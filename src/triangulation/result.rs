//! Owned triangulation result and mesh checks.

use super::{Edge, Triangle};
use crate::hull::{convex_hull_indices, hull_boundary_count};
use crate::primitives::{Point2, Triangle2};
use num_traits::Float;
use std::collections::HashMap;

/// A triangulated point set.
///
/// Holds the points in the x-sorted order the triangles index into.
#[derive(Debug, Clone, PartialEq)]
pub struct Triangulation<F> {
    points: Vec<Point2<F>>,
    triangles: Vec<Triangle>,
}

/// Summary of a triangulation's structural and Delaunay checks.
#[derive(Debug, Clone, Copy, Default, PartialEq, Eq)]
pub struct ValidationReport {
    /// Number of triangles checked.
    pub triangle_count: usize,
    /// Triangles with an index outside the point array.
    pub invalid_indices: usize,
    /// Triangles naming the same vertex twice.
    pub repeated_vertices: usize,
    /// Triangles without a usable circumcircle.
    pub degenerate_triangles: usize,
    /// Directed edges used by more than one triangle (inconsistent winding).
    pub orientation_conflicts: usize,
    /// Edges used by exactly one triangle.
    pub boundary_edges: usize,
    /// Boundary edges with input points strictly on their outer side.
    pub boundary_edges_off_hull: usize,
    /// Points on the convex hull boundary.
    pub hull_points: usize,
    /// `2n - h - 2`, when the hull has at least three corners.
    pub expected_triangle_count: Option<usize>,
    /// Triangles whose circumcircle strictly contains another point.
    pub delaunay_violations: usize,
}

impl ValidationReport {
    /// Checks that every count is clean.
    pub fn is_valid(&self) -> bool {
        self.invalid_indices == 0
            && self.repeated_vertices == 0
            && self.degenerate_triangles == 0
            && self.orientation_conflicts == 0
            && self.boundary_edges_off_hull == 0
            && self.delaunay_violations == 0
            && self
                .expected_triangle_count
                .map_or(true, |expected| expected == self.triangle_count)
    }
}

impl<F: Float> Triangulation<F> {
    /// Wraps points and the triangles indexing them.
    pub fn from_parts(points: Vec<Point2<F>>, triangles: Vec<Triangle>) -> Self {
        Self { points, triangles }
    }

    /// The points, sorted by ascending x.
    #[inline]
    pub fn points(&self) -> &[Point2<F>] {
        &self.points
    }

    /// The triangles, clockwise, in no particular order.
    #[inline]
    pub fn triangles(&self) -> &[Triangle] {
        &self.triangles
    }

    /// Number of triangles.
    #[inline]
    pub fn len(&self) -> usize {
        self.triangles.len()
    }

    /// Whether there are no triangles.
    #[inline]
    pub fn is_empty(&self) -> bool {
        self.triangles.is_empty()
    }

    /// Splits into points and triangles.
    pub fn into_parts(self) -> (Vec<Point2<F>>, Vec<Triangle>) {
        (self.points, self.triangles)
    }

    /// Returns the geometry of a triangle.
    ///
    /// # Panics
    ///
    /// Panics if an index is out of range for this triangulation's points.
    #[inline]
    pub fn triangle_points(&self, t: &Triangle) -> Triangle2<F> {
        Triangle2::new(self.points[t.a], self.points[t.b], self.points[t.c])
    }

    /// Iterates over every directed triangle edge.
    pub fn edges(&self) -> impl Iterator<Item = Edge> + '_ {
        self.triangles.iter().flat_map(|t| t.edges())
    }

    /// Directed edges with no reverse partner, i.e. the mesh boundary.
    pub fn boundary_edges(&self) -> Vec<Edge> {
        self.boundary_with_opposite()
            .into_iter()
            .map(|(edge, _)| edge)
            .collect()
    }

    /// Number of undirected edges shared by two triangles.
    pub fn interior_edge_count(&self) -> usize {
        self.undirected_counts()
            .values()
            .filter(|&&count| count == 2)
            .count()
    }

    /// Checks that no point lies strictly inside any circumcircle.
    ///
    /// A point counts as inside when its squared distance to the circumcenter
    /// is below the squared radius by more than `tolerance`. Degenerate
    /// triangles are skipped.
    pub fn is_delaunay(&self, tolerance: F) -> bool {
        self.triangles
            .iter()
            .all(|t| self.circumcircle_violations(t, tolerance).unwrap_or(0) == 0)
    }

    /// Runs every structural and Delaunay check.
    pub fn validate(&self, tolerance: F) -> ValidationReport {
        let n = self.points.len();
        let mut report = ValidationReport {
            triangle_count: self.triangles.len(),
            ..ValidationReport::default()
        };

        let mut checkable = true;
        for t in &self.triangles {
            if t.references_at_least(n) {
                report.invalid_indices += 1;
                checkable = false;
                continue;
            }
            if t.a == t.b || t.b == t.c || t.c == t.a {
                report.repeated_vertices += 1;
                continue;
            }
            match self.circumcircle_violations(t, tolerance) {
                Some(0) => {}
                Some(_) => report.delaunay_violations += 1,
                None => report.degenerate_triangles += 1,
            }
        }

        let mut directed: HashMap<Edge, usize> = HashMap::new();
        for edge in self.edges() {
            *directed.entry(edge).or_insert(0) += 1;
        }
        report.orientation_conflicts = directed.values().filter(|&&count| count > 1).count();

        if checkable {
            let boundary = self.boundary_with_opposite();
            report.boundary_edges = boundary.len();
            report.boundary_edges_off_hull = boundary
                .iter()
                .filter(|&&(edge, opposite)| !self.is_hull_edge(edge, opposite, tolerance))
                .count();
        }

        let hull = convex_hull_indices(&self.points, tolerance);
        report.hull_points = hull_boundary_count(&self.points, &hull, tolerance);
        if hull.len() >= 3 {
            report.expected_triangle_count = (2 * n).checked_sub(report.hull_points + 2);
        }

        report
    }

    /// Boundary edges paired with the vertex opposite them in their triangle.
    fn boundary_with_opposite(&self) -> Vec<(Edge, usize)> {
        let counts = self.undirected_counts();
        self.triangles
            .iter()
            .flat_map(|t| t.edges().into_iter().map(move |edge| (edge, t)))
            .filter(|(edge, _)| counts.get(&edge.undirected()).copied() == Some(1))
            .filter_map(|(edge, t)| t.opposite(edge).map(|v| (edge, v)))
            .collect()
    }

    fn undirected_counts(&self) -> HashMap<(usize, usize), usize> {
        let mut counts = HashMap::with_capacity(self.triangles.len() * 2);
        for edge in self.edges() {
            *counts.entry(edge.undirected()).or_insert(0) += 1;
        }
        counts
    }

    /// Counts points strictly inside the circumcircle, or `None` if degenerate.
    fn circumcircle_violations(&self, t: &Triangle, tolerance: F) -> Option<usize> {
        let geometry = self.triangle_points(t);
        // Only exactly horizontal edges take the special case here; `tolerance`
        // applies to the distance comparison alone.
        let center = geometry.circumcenter(F::epsilon()).ok()?;
        let r2 = geometry.a.distance_squared(center);

        let count = self
            .points
            .iter()
            .enumerate()
            .filter(|&(i, &p)| !t.contains_vertex(i) && p.distance_squared(center) < r2 - tolerance)
            .count();
        Some(count)
    }

    /// No point may lie strictly on the far side of `edge` from `opposite`.
    fn is_hull_edge(&self, edge: Edge, opposite: usize, tolerance: F) -> bool {
        let a = self.points[edge.from];
        let b = self.points[edge.to];
        let ab = b - a;
        let len = ab.magnitude_squared().sqrt();
        if len <= F::zero() {
            return false;
        }

        let inner = ab.cross(self.points[opposite] - a);
        let limit = tolerance * len;
        self.points.iter().all(|&p| {
            let side = ab.cross(p - a);
            if inner < F::zero() {
                side <= limit
            } else {
                side >= -limit
            }
        })
    }
}

#[cfg(test)]
mod tests {
    use super::*;
    use crate::triangulation::triangulate;

    fn pts(coords: &[(f64, f64)]) -> Vec<Point2<f64>> {
        coords.iter().map(|&(x, y)| Point2::new(x, y)).collect()
    }

    #[test]
    fn test_square_queries() {
        let mesh = triangulate(pts(&[(0.0, 0.0), (4.0, 0.0), (4.0, 4.0), (0.0, 4.0)])).unwrap();
        assert_eq!(mesh.len(), 2);
        assert_eq!(mesh.edges().count(), 6);
        assert_eq!(mesh.boundary_edges().len(), 4);
        assert_eq!(mesh.interior_edge_count(), 1);

        let report = mesh.validate(1e-9);
        assert_eq!(report.hull_points, 4);
        assert_eq!(report.expected_triangle_count, Some(2));
        assert!(report.is_valid(), "{:?}", report);
    }

    #[test]
    fn test_into_parts() {
        let mesh = triangulate(pts(&[(1.0, 0.0), (0.0, 0.0), (0.0, 1.0)])).unwrap();
        let (points, triangles) = mesh.into_parts();
        assert_eq!(points[2], Point2::new(1.0, 0.0));
        assert_eq!(triangles.len(), 1);
    }

    #[test]
    fn test_triangle_points() {
        let mesh = triangulate(pts(&[(0.0, 0.0), (2.0, 0.0), (0.0, 2.0)])).unwrap();
        let geometry = mesh.triangle_points(&mesh.triangles()[0]);
        assert!(geometry.signed_area2() < 0.0);
    }

    #[test]
    fn test_validate_flags_non_delaunay_mesh() {
        // The short diagonal of this kite is the Delaunay one; force the long one.
        let points = pts(&[(0.0, 0.0), (1.0, -0.2), (2.0, 0.0), (1.0, 0.2)]);
        let mesh = Triangulation::from_parts(
            points,
            vec![Triangle::new(0, 3, 2), Triangle::new(0, 2, 1)],
        );
        assert!(!mesh.is_delaunay(1e-9));
        let report = mesh.validate(1e-9);
        assert_eq!(report.delaunay_violations, 2);
        assert_eq!(report.orientation_conflicts, 0);
        assert!(!report.is_valid());
    }

    #[test]
    fn test_validate_flags_boundary_off_hull() {
        // Dart with a reflex vertex at 1: edges 0-1 and 1-2 are not on the hull.
        let points = pts(&[(0.0, 0.0), (2.0, 1.0), (4.0, 0.0), (2.0, 4.0)]);
        let mesh = Triangulation::from_parts(
            points,
            vec![Triangle::new(0, 1, 3), Triangle::new(1, 2, 3)],
        );
        let report = mesh.validate(1e-9);
        assert_eq!(report.orientation_conflicts, 0);
        assert_eq!(report.boundary_edges, 4);
        assert_eq!(report.boundary_edges_off_hull, 2);
        assert!(!report.is_valid());
    }

    #[test]
    fn test_validate_flags_orientation_conflict() {
        let points = pts(&[(0.0, 0.0), (0.0, 1.0), (1.0, 0.0), (1.0, 1.0)]);
        // Both triangles traverse 1 -> 2.
        let mesh = Triangulation::from_parts(
            points,
            vec![Triangle::new(0, 1, 2), Triangle::new(3, 1, 2)],
        );
        let report = mesh.validate(1e-9);
        assert_eq!(report.orientation_conflicts, 1);
        assert!(!report.is_valid());
    }

    #[test]
    fn test_validate_flags_invalid_indices() {
        let mesh = Triangulation::from_parts(
            pts(&[(0.0, 0.0), (1.0, 0.0), (0.0, 1.0)]),
            vec![Triangle::new(0, 1, 7)],
        );
        let report = mesh.validate(1e-9);
        assert_eq!(report.invalid_indices, 1);
        assert!(!report.is_valid());
    }

    #[test]
    fn test_validate_flags_missing_triangles() {
        let points = pts(&[(0.0, 0.0), (0.0, 4.0), (4.0, 0.0), (4.0, 4.0)]);
        let mesh = Triangulation::from_parts(points, vec![Triangle::new(0, 1, 3)]);
        let report = mesh.validate(1e-9);
        assert_eq!(report.expected_triangle_count, Some(2));
        assert!(!report.is_valid());
    }

    #[test]
    fn test_collinear_result_validates_without_expected_count() {
        let mesh = triangulate(pts(&[(0.0, 0.0), (1.0, 0.0), (2.0, 0.0)])).unwrap();
        let report = mesh.validate(1e-9);
        assert_eq!(report.invalid_indices, 0);
        assert_eq!(report.expected_triangle_count, None);
    }
}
━━━━━━━━
**Work required:** Could you find every line in the records above that contains the word "crate" and copy it?

**Response to the exercise:**
use crate::hull::{convex_hull_indices, hull_boundary_count};
use crate::primitives::{Point2, Triangle2};
    use crate::triangulation::triangulate;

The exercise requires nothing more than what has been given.